The "allow_morph" option controls whether the PDF is designed such that for masses inbetween those for which signal templates are available the signal yield and shape are taken via interpolation, or whether the nearest template is simply taken.
Simply controls the verbose output of the code
The option "force_template_limit" is an optional setting to force the normalisation of the PDF to go to zero outside of the range of available masses.
An optional TFile to contain debug information.

The first step of the function is to work out the list of available masspoints for the signal process, and sort and count them:

  // Get a vector of the mass values
  vector<string> m_str_vec = Set2Vec(cb_bp.SetFromProcs(
      std::mem_fn(&ch::Process::mass)));
 
  // We now sort these based on numerical value, hence the lexical_cast to double
  // At the moment this also serves as our check that all mass values are
  // float-convertible, as an exception will be thrown by lexical_cast if not.
  std::sort(m_str_vec.begin(), m_str_vec.end(),
    [](string const& s1, string const& s2) {
      return lexical_cast<double>(s1) < lexical_cast<double>(s2);
    });
 
  // Convert the sorted vector of mass strings to an actual vector of doubles
  vector<double> m_vec;
  for (auto const& s : m_str_vec) {
    if (verbose) std::cout << ">>>> Mass point: " << s << "\n";
    m_vec.push_back(lexical_cast<double>(s));
  }
  // So, we have m mass points to consider
  unsigned m = m_vec.size();

Then it is necessary to track all the information on the systematics affecting the signal process.
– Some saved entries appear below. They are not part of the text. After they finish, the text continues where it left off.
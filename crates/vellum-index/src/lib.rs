//! # vellum-index
//!
//! An embedded, pure-Rust vector database with HNSW approximate
//! nearest-neighbor search. It backs the Vellum RAG server's default vector
//! store, filling the role an external ANN service or FAISS binding would
//! otherwise play, with no native dependencies.
//!
//! - Named collections with fixed dimensionality and a distance metric
//! - Cosine, Euclidean, dot-product, and Manhattan metrics
//! - Thread-safe: lock-free collection map, internally synchronized index
//! - Optional JSON persistence; collections reload on open
//!
//! ## Quick start
//!
//! ```rust,ignore
//! use vellum_index::{Config, DistanceMetric, VectorDb};
//!
//! let db = VectorDb::open(Config::memory()).await?;
//! db.create_collection("documents", 768, DistanceMetric::Cosine).await?;
//! db.insert("documents", "doc1", &embedding, None).await?;
//! let hits = db.search("documents", &query, 10).await?;
//! ```

#![warn(missing_docs)]

pub mod collection;
pub mod config;
pub mod distance;
pub mod error;
pub mod index;
pub mod persistence;
pub mod types;

pub use collection::Collection;
pub use config::{Config, HnswConfig};
pub use distance::DistanceMetric;
pub use error::{Error, Result};
pub use types::{MetadataValue, SearchResult, VectorId, VectorMetadata};

use std::path::Path;
use std::sync::Arc;
use tracing::{debug, info, warn};

/// The database handle. Cheap to clone; all clones share state.
///
/// Collections live in an `scc::HashMap`, which is safe to touch across
/// `.await` points without holding a guard.
#[derive(Clone)]
pub struct VectorDb {
    inner: Arc<VectorDbInner>,
}

struct VectorDbInner {
    config: Config,
    collections: scc::HashMap<String, Arc<Collection>>,
}

impl VectorDb {
    /// Open a database. Persistent configurations reload their collections
    /// from disk.
    pub async fn open(config: Config) -> Result<Self> {
        let db = Self {
            inner: Arc::new(VectorDbInner {
                config: config.clone(),
                collections: scc::HashMap::new(),
            }),
        };

        if let Some(ref path) = config.data_path {
            db.load_collections(path).await?;
        }

        Ok(db)
    }

    /// Create a collection.
    ///
    /// # Errors
    ///
    /// Fails with [`Error::CollectionExists`] if the name is taken.
    pub async fn create_collection(
        &self,
        name: &str,
        dimensions: usize,
        metric: DistanceMetric,
    ) -> Result<()> {
        info!(name, dimensions, %metric, "creating collection");

        if self.inner.collections.contains(name) {
            return Err(Error::CollectionExists(name.to_string()));
        }

        let collection = Collection::new(
            name.to_string(),
            dimensions,
            metric,
            self.inner.config.hnsw.clone(),
        )?;

        // insert errors if the key appeared concurrently
        if self
            .inner
            .collections
            .insert(name.to_string(), Arc::new(collection))
            .is_err()
        {
            return Err(Error::CollectionExists(name.to_string()));
        }

        if let Some(ref path) = self.inner.config.data_path {
            self.write_collection_manifest(path).await?;
        }

        Ok(())
    }

    /// Delete a collection and its on-disk data.
    pub async fn delete_collection(&self, name: &str) -> Result<()> {
        info!(name, "deleting collection");

        if self.inner.collections.remove(name).is_none() {
            return Err(Error::CollectionNotFound(name.to_string()));
        }

        if let Some(ref path) = self.inner.config.data_path {
            let collection_path = path.join(name);
            if collection_path.exists() {
                tokio::fs::remove_dir_all(&collection_path).await?;
            }
            self.write_collection_manifest(path).await?;
        }

        Ok(())
    }

    /// Whether a collection exists.
    pub fn collection_exists(&self, name: &str) -> bool {
        self.inner.collections.contains(name)
    }

    /// Names of all collections.
    pub fn list_collections(&self) -> Vec<String> {
        let mut names = Vec::new();
        self.inner.collections.scan(|k, _| {
            names.push(k.clone());
        });
        names
    }

    /// Get a collection handle.
    pub fn get_collection(&self, name: &str) -> Result<Arc<Collection>> {
        self.inner
            .collections
            .read(name, |_, v| v.clone())
            .ok_or_else(|| Error::CollectionNotFound(name.to_string()))
    }

    /// Insert a vector into a collection.
    pub async fn insert(
        &self,
        collection: &str,
        id: &str,
        vector: &[f32],
        metadata: Option<VectorMetadata>,
    ) -> Result<()> {
        let col = self.get_collection(collection)?;
        col.insert(id, vector, metadata)?;
        self.maybe_persist(collection).await
    }

    /// Insert multiple vectors, batching graph construction.
    pub async fn insert_batch<'a, I>(&self, collection: &str, vectors: I) -> Result<usize>
    where
        I: IntoIterator<Item = (&'a str, &'a [f32], Option<VectorMetadata>)>,
    {
        let col = self.get_collection(collection)?;
        let count = col.insert_batch(vectors)?;
        self.maybe_persist(collection).await?;
        debug!(collection, count, "inserted batch");
        Ok(count)
    }

    /// Replace an existing vector.
    pub async fn update(
        &self,
        collection: &str,
        id: &str,
        vector: &[f32],
        metadata: Option<VectorMetadata>,
    ) -> Result<()> {
        let col = self.get_collection(collection)?;
        col.update(id, vector, metadata)?;
        self.maybe_persist(collection).await
    }

    /// Delete a vector. Returns whether it existed.
    pub async fn delete(&self, collection: &str, id: &str) -> Result<bool> {
        let col = self.get_collection(collection)?;
        let deleted = col.delete(id)?;
        if deleted {
            self.maybe_persist(collection).await?;
        }
        Ok(deleted)
    }

    /// Delete multiple vectors, returning the number removed.
    pub async fn delete_batch(&self, collection: &str, ids: &[&str]) -> Result<usize> {
        let col = self.get_collection(collection)?;
        let count = col.delete_batch(ids)?;
        if count > 0 {
            self.maybe_persist(collection).await?;
        }
        Ok(count)
    }

    /// Search for the `limit` most similar vectors.
    pub async fn search(
        &self,
        collection: &str,
        query: &[f32],
        limit: usize,
    ) -> Result<Vec<SearchResult>> {
        let col = self.get_collection(collection)?;
        col.search(query, limit)
    }

    /// Search, dropping results scoring below `min_score`.
    pub async fn search_with_threshold(
        &self,
        collection: &str,
        query: &[f32],
        limit: usize,
        min_score: f32,
    ) -> Result<Vec<SearchResult>> {
        let col = self.get_collection(collection)?;
        col.search_with_threshold(query, limit, min_score)
    }

    /// Get a vector and its metadata by ID.
    pub async fn get(
        &self,
        collection: &str,
        id: &str,
    ) -> Result<Option<(Vec<f32>, Option<VectorMetadata>)>> {
        let col = self.get_collection(collection)?;
        Ok(col.get(id))
    }

    /// Whether a vector exists.
    pub fn contains(&self, collection: &str, id: &str) -> Result<bool> {
        let col = self.get_collection(collection)?;
        Ok(col.contains(id))
    }

    /// Number of vectors in a collection.
    pub fn count(&self, collection: &str) -> Result<usize> {
        let col = self.get_collection(collection)?;
        Ok(col.len())
    }

    /// Collection statistics.
    pub fn collection_stats(&self, collection: &str) -> Result<CollectionStats> {
        let col = self.get_collection(collection)?;
        Ok(col.stats())
    }

    /// Rebuild a collection's index, reclaiming tombstone space.
    pub async fn compact(&self, collection: &str) -> Result<()> {
        let col = self.get_collection(collection)?;
        col.compact()
    }

    /// Write every collection to disk. No-op for in-memory databases.
    pub async fn persist(&self) -> Result<()> {
        let Some(ref path) = self.inner.config.data_path else {
            debug!("in-memory database, skipping persist");
            return Ok(());
        };

        let mut to_persist: Vec<(String, Arc<Collection>)> = Vec::new();
        self.inner.collections.scan(|name, collection| {
            to_persist.push((name.clone(), collection.clone()));
        });

        for (name, collection) in to_persist {
            persistence::save_collection(path, &name, &collection).await?;
        }
        self.write_collection_manifest(path).await?;

        Ok(())
    }

    async fn maybe_persist(&self, collection: &str) -> Result<()> {
        if !self.inner.config.auto_persist {
            return Ok(());
        }
        let Some(ref path) = self.inner.config.data_path else {
            return Ok(());
        };
        let col = self.get_collection(collection)?;
        persistence::save_collection(path, collection, &col).await
    }

    async fn load_collections(&self, path: &Path) -> Result<()> {
        if !path.exists() {
            tokio::fs::create_dir_all(path).await?;
            return Ok(());
        }

        let manifest_path = path.join("collections.json");
        if !manifest_path.exists() {
            return Ok(());
        }

        let data = tokio::fs::read_to_string(&manifest_path).await?;
        let names: Vec<String> = serde_json::from_str(&data)
            .map_err(|e| Error::Persistence(format!("Failed to parse collections.json: {}", e)))?;

        for name in names {
            match persistence::load_collection(path, &name).await {
                Ok(collection) => {
                    let _ = self
                        .inner
                        .collections
                        .insert(name.clone(), Arc::new(collection));
                    info!(name, "loaded collection");
                }
                Err(e) => {
                    warn!(name, error = %e, "failed to load collection, skipping");
                }
            }
        }

        Ok(())
    }

    async fn write_collection_manifest(&self, path: &Path) -> Result<()> {
        tokio::fs::create_dir_all(path).await?;
        let names = self.list_collections();
        let data = serde_json::to_string_pretty(&names)
            .map_err(|e| Error::Persistence(format!("Failed to serialize manifest: {}", e)))?;
        tokio::fs::write(path.join("collections.json"), data).await?;
        Ok(())
    }
}

/// Statistics about a collection.
#[derive(Debug, Clone, serde::Serialize, serde::Deserialize)]
pub struct CollectionStats {
    /// Collection name.
    pub name: String,
    /// Number of live vectors.
    pub vector_count: usize,
    /// Vector dimensionality.
    pub dimensions: usize,
    /// Distance metric.
    pub metric: DistanceMetric,
    /// Approximate memory usage in bytes.
    pub memory_bytes: usize,
    /// HNSW parameters the collection was created with.
    pub hnsw_params: HnswParams,
}

/// HNSW parameters reported in stats.
#[derive(Debug, Clone, serde::Serialize, serde::Deserialize)]
pub struct HnswParams {
    /// Connections per layer.
    pub m: usize,
    /// Construction candidate list size.
    pub ef_construction: usize,
    /// Search candidate list size.
    pub ef_search: usize,
}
This is done separately for the shape and normalisation systematics. After some manipulation of this information (including special treatment for the case where a shape systematic also alters the normalisation, i.e. has a value different from 1.00), it is possible to build a RooArgList of the parameters controlling the vertical template morphing which is internally used by combine to apply the effect of the shape systematics to the signal.

  // We need to build a RooArgList of the vertical morphing parameters for the
  // vertical-interpolation pdf - this will be the same for each mass point so
  // we only build it once
  RooArgList ss_list;
  for (unsigned ssi = 0; ssi < ss; ++ssi) {
    // Make the nuisance parameter var. We use shared_ptrs here as a convenience
    // because they will take care of automatically cleaning up the memory at
    // the end
    ss_scale_var_arr[ssi] =
        std::make_shared<RooRealVar>(ss_vec[ssi].c_str(), "", 0);
    // We'll make a quick check that the scale factor for this systematic is the
    // same for all mass points. We could do a separate scaling at each mass
    // point but this would create a lot of complications
    set<double> scales;
    // Insert the scale from each mass point into the set, if it has a size
    // larger than one at the end then we have a problem!
    for (unsigned mi = 0; mi < m; ++mi) {
      scales.insert(ss_arr[ssi][mi]->scale());
    }
    if (scales.size() > 1) {
      // Don't let the user proceed, we can't build the model they want
      std::runtime_error(FNERROR(
          "Shape morphing parameters that vary with mass are not allowed"));
    } else {
      // Everything ok, set the scale value in its array
      ss_scale_arr[ssi] = *(scales.begin());
      // Handle the case where the scale factor is != 1
      if (std::fabs(ss_scale_arr[ssi] - 1.0) > 1E-6) {
        ss_must_scale_arr[ssi] = true;
        // Build the RooConstVar with the value of the scale factor
        ss_scale_fac_arr[ssi] = std::make_shared<RooConstVar>(
            TString::Format("%g", ss_scale_arr[ssi]), "",
            ss_scale_arr[ssi]);
        // Create the product of the floating nuisance parameter and the
        // constant scale factor
        ss_scale_prod_arr[ssi] = std::make_shared<RooProduct>(
            ss_vec[ssi] + "_scaled_" + key, "",
            RooArgList(*(ss_scale_var_arr[ssi]), *(ss_scale_fac_arr[ssi])));
        // Add this to the list
        ss_list.add(*(ss_scale_prod_arr[ssi]));
      } else {
        // If the scale factor is 1.0 then we just add the nuisance parameter
        // directly to our list
        ss_list.add(*(ss_scale_var_arr[ssi]));
      }
    }
  }

Note that the above code takes care over the possibility that the shape systematics are not the same for all masspoints - this is not currently supported in this function. The created "ss_list" is used later to create the vertical template morphing PDFs.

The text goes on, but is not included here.